The beautiful pictures and quotes now available from the TMCYouth's new free app, GoVerse, are like individualized angel messages that you can carry in your pocket all day long.
On to this Radical Lesson!
Golden Text: Divine Love is the present fact! Look at the tense of the verbs here – only in the present. Love IS of God…God IS love… How often are we waiting around for, or praying for, more love? The fact is, divine Love IS, right now, and therefore it is expressed, right now. You might enjoy checking out Mary Baker Eddy's short work, No and Yes, page 39, lines 17-24. It starts with these provocative, yet deeply comforting lines: “True prayer is not asking God for love; it is learning to love, and to include all mankind in one affection.”

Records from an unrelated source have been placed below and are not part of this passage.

//! Validation reports for the command line.
//!
//! A report keeps "could not parse" apart from "parsed but invalid": the
//! first carries the fatal parse error and no structure, the second carries
//! the layout errors and a summary of every IFD.

use serde::Serialize;

use crate::error::{IoError, TiffError};
use crate::tiff::{Ifd, TiffFile, ValidationResult};

// =============================================================================
// Status
// =============================================================================

/// Overall outcome of checking one file.
#[derive(Debug, Clone, Copy, PartialEq, Eq, Serialize)]
#[serde(rename_all = "snake_case")]
pub enum Status {
    /// Parsed and the layout is cloud-optimized
    Valid,
    /// Parsed but the layout has errors
    Invalid,
    /// The file could not be read or its structure could not be parsed
    ParseError,
}

impl Status {
    /// Process exit code for this outcome.
    pub const fn exit_code(self) -> u8 {
        match self {
            Status::Valid => 0,
            Status::Invalid => 1,
            Status::ParseError => 2,
        }
    }
}

// =============================================================================
// Structure Summary
// =============================================================================

/// How an IFD stores its pixels.
#[derive(Debug, Clone, Copy, PartialEq, Eq, Serialize)]
#[serde(rename_all = "lowercase")]
pub enum Layout {
    Tiled,
    Stripped,
    Unknown,
}

impl Layout {
    fn of(ifd: &Ifd) -> Self {
        if ifd.is_tiled() {
            Layout::Tiled
        } else if ifd.is_stripped() {
            Layout::Stripped
        } else {
            Layout::Unknown
        }
    }

    fn name(self) -> &'static str {
        match self {
            Layout::Tiled => "tiled",
            Layout::Stripped => "stripped",
            Layout::Unknown => "unknown",
        }
    }
}

/// One IFD as shown in a report.
#[derive(Debug, Clone, PartialEq, Eq, Serialize)]
pub struct IfdSummary {
    pub index: usize,
    pub offset: u64,
    pub entries: usize,
    pub layout: Layout,
    pub next_offset: u64,
}

/// Header facts and the IFD chain as shown in a report.
#[derive(Debug, Clone, PartialEq, Eq, Serialize)]
pub struct StructureSummary {
    pub format: &'static str,
    pub byte_order: &'static str,
    pub ifds: Vec<IfdSummary>,
}

impl StructureSummary {
    pub fn from_file(file: &TiffFile) -> Self {
        let ifds = file
            .ifds
            .iter()
            .enumerate()
            .map(|(index, ifd)| IfdSummary {
                index,
                offset: ifd.offset,
                entries: ifd.entry_count(),
                layout: Layout::of(ifd),
                next_offset: ifd.next_ifd_offset,
            })
            .collect();

        StructureSummary {
            format: if file.header.is_bigtiff {
                "BigTIFF"
            } else {
                "TIFF"
            },
            byte_order: file.header.byte_order.name(),
            ifds,
        }
    }
}

// =============================================================================
// Report
// =============================================================================

/// Everything printed about one checked file.
#[derive(Debug, Clone, PartialEq, Eq, Serialize)]
pub struct Report {
    pub file: String,
    pub status: Status,
    pub valid: bool,
    pub errors: Vec<String>,
    pub warnings: Vec<String>,
    #[serde(skip_serializing_if = "Option::is_none")]
    pub structure: Option<StructureSummary>,
}

impl Report {
    /// Report for a file that parsed and was validated.
    pub fn checked(file_name: impl Into<String>, file: &TiffFile, result: &ValidationResult) -> Self {
        Report {
            file: file_name.into(),
            status: if result.is_valid {
                Status::Valid
            } else {
                Status::Invalid
            },
            valid: result.is_valid,
            errors: result.error_messages(),
            warnings: result.warnings.clone(),
            structure: Some(StructureSummary::from_file(file)),
        }
    }

    /// Report for a file whose structure could not be parsed.
    pub fn parse_failure(file_name: impl Into<String>, error: &TiffError) -> Self {
        Self::failure(file_name, error.to_string())
    }

    /// Report for a file that could not be read at all.
    pub fn read_failure(file_name: impl Into<String>, error: &IoError) -> Self {
        Self::failure(file_name, error.to_string())
    }

    fn failure(file_name: impl Into<String>, message: String) -> Self {
        Report {
            file: file_name.into(),
            status: Status::ParseError,
            valid: false,
            errors: vec![message],
            warnings: Vec::new(),
            structure: None,
        }
    }

    /// Render as a pretty-printed JSON document.
    pub fn to_json(&self) -> Result<String, serde_json::Error> {
        serde_json::to_string_pretty(self)
    }

    /// Render as human-readable lines.
    pub fn to_text(&self) -> String {
        let mut lines = Vec::new();

        match self.status {
            Status::Valid => lines.push(format!("✓ {} is a valid cloud-optimized TIFF", self.file)),
            Status::Invalid => lines.push(format!("✗ {} is NOT a valid cloud-optimized TIFF", self.file)),
            Status::ParseError => lines.push(format!("✗ {} could not be parsed", self.file)),
        }

        if let Some(ref structure) = self.structure {
            lines.push(format!(
                "  {} ({}), {} IFD(s)",
                structure.format,
                structure.byte_order,
                structure.ifds.len()
            ));
            for ifd in &structure.ifds {
                lines.push(format!(
                    "    IFD {} at offset {}: {} entries, {}",
                    ifd.index,
                    ifd.offset,
                    ifd.entries,
                    ifd.layout.name()
                ));
            }
        }

        if !self.errors.is_empty() {
            lines.push("Errors:".to_string());
            lines.extend(self.errors.iter().map(|e| format!("  - {}", e)));
        }

        if !self.warnings.is_empty() {
            lines.push("Warnings:".to_string());
            lines.extend(self.warnings.iter().map(|w| format!("  - {}", w)));
        }

        lines.join("\n")
    }
}

// =============================================================================
// Tests
// =============================================================================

Responsive Reading: Probably a pretty familiar passage for you. It is so great to have so many ways of looking at this passage – from hymn 458, to Henry Drummond's “The Greatest Thing in the World,” to the different Bible translations (as we're provided with here and in B22). Let's look throughout the Lesson to see how each set of verses relates to each section.
Section 1: Eloquent speaking, or simple love?

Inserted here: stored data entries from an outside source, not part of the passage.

use std::any::Any;

use tinyc_codegen::Opcode;

use crate::cell::{DataCell, RawPtr};
use crate::error::VmError;
use crate::frame::StackFrame;
use crate::host::HostRegistry;

/// Upper bound on concurrently live operand-stack cells. The backing `Vec`
/// is allocated to this capacity up front and never allowed to grow past
/// it, so raw pointers taken into its interior (by ADDRESS/ADDRESS_GLOBAL)
/// stay valid for the VM's whole lifetime.
const STACK_CELLS: usize = 1024 * 1024;
/// Upper bound on concurrently open call frames.
const FRAME_STACK_SIZE: usize = 512;

/// A function table entry once a program has been loaded: host-impl
/// entries carry their resolved callback rather than a bare prototype hash.
enum LoadedFunction {
    Source { entry_offset: usize, stack_cells: usize, param_cells: usize, return_cells: usize },
    Host { callback: crate::host::HostCallback, param_cells: usize, return_cells: usize },
}

/// A program [`Vm::load`] has linked against a [`HostRegistry`], ready to
/// run. Holds its own copy of the bytecode blob (strings region included)
/// rather than borrowing the serialized buffer, so the caller is free to
/// drop or reuse it.
pub struct LoadedProgram {
    bytecode: Vec<u8>,
    global_data_size: usize,
    /// Byte length of the interned-strings prefix of `bytecode`. No
    /// function's `entry_offset` ever points inside it (every function is
    /// compiled after it), but its bytes are the initial content of the
    /// operand stack's global-data region, copied there once per run.
    strings_byte_size: usize,
    functions: Vec<LoadedFunction>,
}

struct Cursor<'a> {
    bytes: &'a [u8],
    at: usize,
}

impl<'a> Cursor<'a> {
    fn new(bytes: &'a [u8]) -> Self {
        Cursor { bytes, at: 0 }
    }

    fn take(&mut self, n: usize) -> Result<&'a [u8], VmError> {
        let end = self.at.checked_add(n).ok_or_else(|| VmError::MalformedProgram { reason: "header overflow".into() })?;
        let slice = self
            .bytes
            .get(self.at..end)
            .ok_or_else(|| VmError::MalformedProgram { reason: "buffer truncated".into() })?;
        self.at = end;
        Ok(slice)
    }

    fn u8(&mut self) -> Result<u8, VmError> {
        Ok(self.take(1)?[0])
    }

    fn u32(&mut self) -> Result<u32, VmError> {
        Ok(u32::from_le_bytes(self.take(4)?.try_into().unwrap()))
    }
}

impl LoadedProgram {
    /// Parses the byte format `tinyc_codegen::serialize` produces and links
    /// every host-impl function-table entry against `hosts`.
    pub fn load(bytes: &[u8], hosts: &HostRegistry) -> Result<LoadedProgram, VmError> {
        let mut cursor = Cursor::new(bytes);
        let function_count = cursor.u32()? as usize;
        let bytecode_len = cursor.u32()? as usize;
        let global_data_size = cursor.u32()? as usize;
        let strings_byte_size = cursor.u32()? as usize;

        let bytecode = cursor.take(bytecode_len)?.to_vec();

        let mut functions = Vec::with_capacity(function_count);
        for _ in 0..function_count {
            let tag = cursor.u8()?;
            let param_cells = cursor.u32()? as usize;
            let return_cells = cursor.u32()? as usize;
            let function = match tag {
                0 => {
                    let entry_offset = cursor.u32()? as usize;
                    let stack_cells = cursor.u32()? as usize;
                    LoadedFunction::Source { entry_offset, stack_cells, param_cells, return_cells }
                }
                1 => {
                    let prototype_hash = cursor.u32()?;
                    let callback = hosts.resolve(prototype_hash)?;
                    LoadedFunction::Host { callback, param_cells, return_cells }
                }
                other => return Err(VmError::MalformedProgram { reason: format!("unknown function tag {other}") }),
            };
            functions.push(function);
        }

        if functions.is_empty() {
            return Err(VmError::MalformedProgram { reason: "program has no functions".into() });
        }

        Ok(LoadedProgram { bytecode, global_data_size, strings_byte_size, functions })
    }
}

fn read_u32(code: &[u8], ip: &mut usize) -> u32 {
    let v = u32::from_le_bytes(code[*ip..*ip + 4].try_into().unwrap());
    *ip += 4;
    v
}

fn read_s32(code: &[u8], ip: &mut usize) -> i32 {
    read_u32(code, ip) as i32
}

fn read_f32(code: &[u8], ip: &mut usize) -> f32 {
    let v = f32::from_le_bytes(code[*ip..*ip + 4].try_into().unwrap());
    *ip += 4;
    v
}

fn read_f64(code: &[u8], ip: &mut usize) -> f64 {
    let v = f64::from_le_bytes(code[*ip..*ip + 8].try_into().unwrap());
    *ip += 8;
    v
}

/// A single-threaded, cooperative stack machine. Stack overflow, an
/// assertion on an invalid address, or division by zero all end the run
/// with an error rather than the program's own fault-handling (there is
/// none) — callers that want a graceful CLI message catch [`VmError`]
/// at the boundary.
pub struct Vm {
    stack: Vec<DataCell>,
    frames: Vec<StackFrame>,
}

impl Default for Vm {
    fn default() -> Self {
        Vm::new()
    }
}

Citation B1 reminds me of a lovely saying: God loves you because of who He is, not because of what you do or don't do. Consider the phrasing: Hear me, because YOUR lovingkindess is good. Prayer is not a hoop to jump through, or an item to be checked off as we have a healing. Give in to the presence of Love, and live it. Jacob thought he had to go through this huge struggle – he wasn't sure if there would be a battle between him and his estranged brother, or what issues he might need to deal with – but as he persisted in seeking God, he saw the blessing at hand and he claimed it. He wrestled through the claim of separation from good, and he saw the allness of God.  [W.: Although very successful in terms of acquisitions, Jacob's unresolved issues with his brother did “not have love” and therefore his life was as “a clanging cymbal” and as “nothing” as analyzed by Paul's letter to the Corinthians (RR, B22). In terms of the Sermon on the Mount, he remembered that his “brother hath aught against him… and was first reconciled to thy brother” (Matt. 5:23, 24) before being able to be right with God. When he finally mentally wrestled through this reconciliation and felt the love of divine Love, everything changed (even his name); and he did speak and live with the tongue and blessing of an angel (message from God)]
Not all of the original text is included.